# St Josephs Seminary, Wigan, May 2016



## Black (Jun 11, 2016)

The foundation stone was laid in april 1880 & the seminary opened in 1883,
being founded by Bernard O' reilly.
St Josephs was the principal seminary serving the north west,
as of 1987 the remaining scholers attended St John Rigby, in Orrell for their schooling
an arrangement which continued until 1991
the seminary closed in 1992.













above
























chapel
















































below






thanks


----------



## Lavino (Jun 11, 2016)

Been wating for you to post this one up. Nice one


----------



## jsp77 (Jun 11, 2016)

Great report, I enjoyed that, thanks


----------



## Sam Haltin (Jun 11, 2016)

Very nice.

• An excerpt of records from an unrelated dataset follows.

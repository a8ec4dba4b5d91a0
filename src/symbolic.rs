#![allow(non_camel_case_types)]
#![allow(non_snake_case)]
/// Expression normalizer: turns raw function text into a validated single-variable expression
///
///# Example
/// ```
/// use RustedFuncAnalysis::symbolic::parse_expr::normalize;
/// let expr = normalize("2x^2 - |x| + 3,5").unwrap();
/// println!("normalized: {}", expr);
/// assert!(normalize("x = 2").is_err());
/// ```
/// ________________________________________________________________________________________________________________________________
pub mod parse_expr;
///____________________________________________________________________________________________________________________________
/// # Symbolic engine
/// the expression tree shared by every analysis:
/// 1) built by the normalizer
/// 2) printed back as a parenthesized string that parses to the same tree
/// 3) walked by the numeric lowering, the solver, the limit and the image modules
///# Example#
/// ```
/// use RustedFuncAnalysis::symbolic::symbolic_engine::Expr;
/// let x = Expr::Var("x".to_string());
/// let f = x.clone().pow(Expr::Const(2.0)) - Expr::Const(4.0);
/// println!("f = {}", f);
/// assert_eq!(f.set_variable("x", 3.0).constant_value(), Some(5.0));
/// ```
/// ________________________________________________________________________________________________________________________________________________
pub mod symbolic_engine;
/// immutable validated expression with its own variable name
pub mod expression;
/// constant folding and algebraic identities
pub mod symbolic_simplify;
///______________________________________________________________________________________________________________________________________________
/// lowering to checked numeric closures
/// Example#
/// ```
/// use RustedFuncAnalysis::symbolic::parse_expr::normalize;
/// use RustedFuncAnalysis::symbolic::symbolic_lambdify::compile;
/// let f = compile(&normalize("1/x").unwrap()).unwrap();
/// assert_eq!(f.evaluate(4.0), Ok(0.25));
/// assert!(f.evaluate(0.0).is_err());
/// ```
pub mod symbolic_lambdify;
/// dense polynomials and rational functions, real roots via companion matrix
pub mod polynomial;
/// unions of real intervals
pub mod real_sets;
/// exact real solving of equations and sign conditions
pub mod symbolic_solve;
/// limits at ±∞ and at finite poles
pub mod symbolic_limits;
/// exact image of the domain through single-occurrence expressions
pub mod symbolic_image;
///______________________________________________________________________________________________________________________________________________
/// the collection of small numeric helpers: fractions, real roots, rounding and printing
/// _____________________________________________________________________________________________________________________________________________
pub mod utils;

This place looks a bit tidier compared with previous reports.


----------



## The Wombat (Jun 11, 2016)

Excellent photos Stranton.
Not often we see you above ground

Couldn't find access when we visted


----------



## smiler (Jun 11, 2016)

Still looks good, I liked the shot of the bed frames, Nicely Done, Thanks


----------



## flyboys90 (Jun 13, 2016)

Good to see it's still looking intact! Cracking collection of images.Thanks for sharing.


----------



## krela (Jun 14, 2016)

Always good to see this place, thanks Black.


----------



## stu8fish (Jun 14, 2016)

Nice set of shots there. Great report.


----------



## UrbanX (Jul 7, 2016)

Stunning take on a well photographed site. 
Thanks for sharing


----------



## Emlehh1 (Aug 13, 2016)

Love this place.


----------



## mockingbird (Aug 14, 2016)

This place is always on another level from any derelict site, pure brilliant and your photos are spot on, cant fault them, I have to say youve kept it simple yet so effective, id be happy with this!


----------



## karenmounib (Aug 14, 2016)

Fantastic and no graffiti ) why doesn't someone snap up this building!

Sent from my SM-G900F using Tapatalk


----------



## Kacy_M (Aug 14, 2016)

Great shots, the building is stunning inside and out. Really enjoyed this post, thanks for sharing.


----------



## djrich (Aug 20, 2016)

Great pics, love the spiral stairs.


----------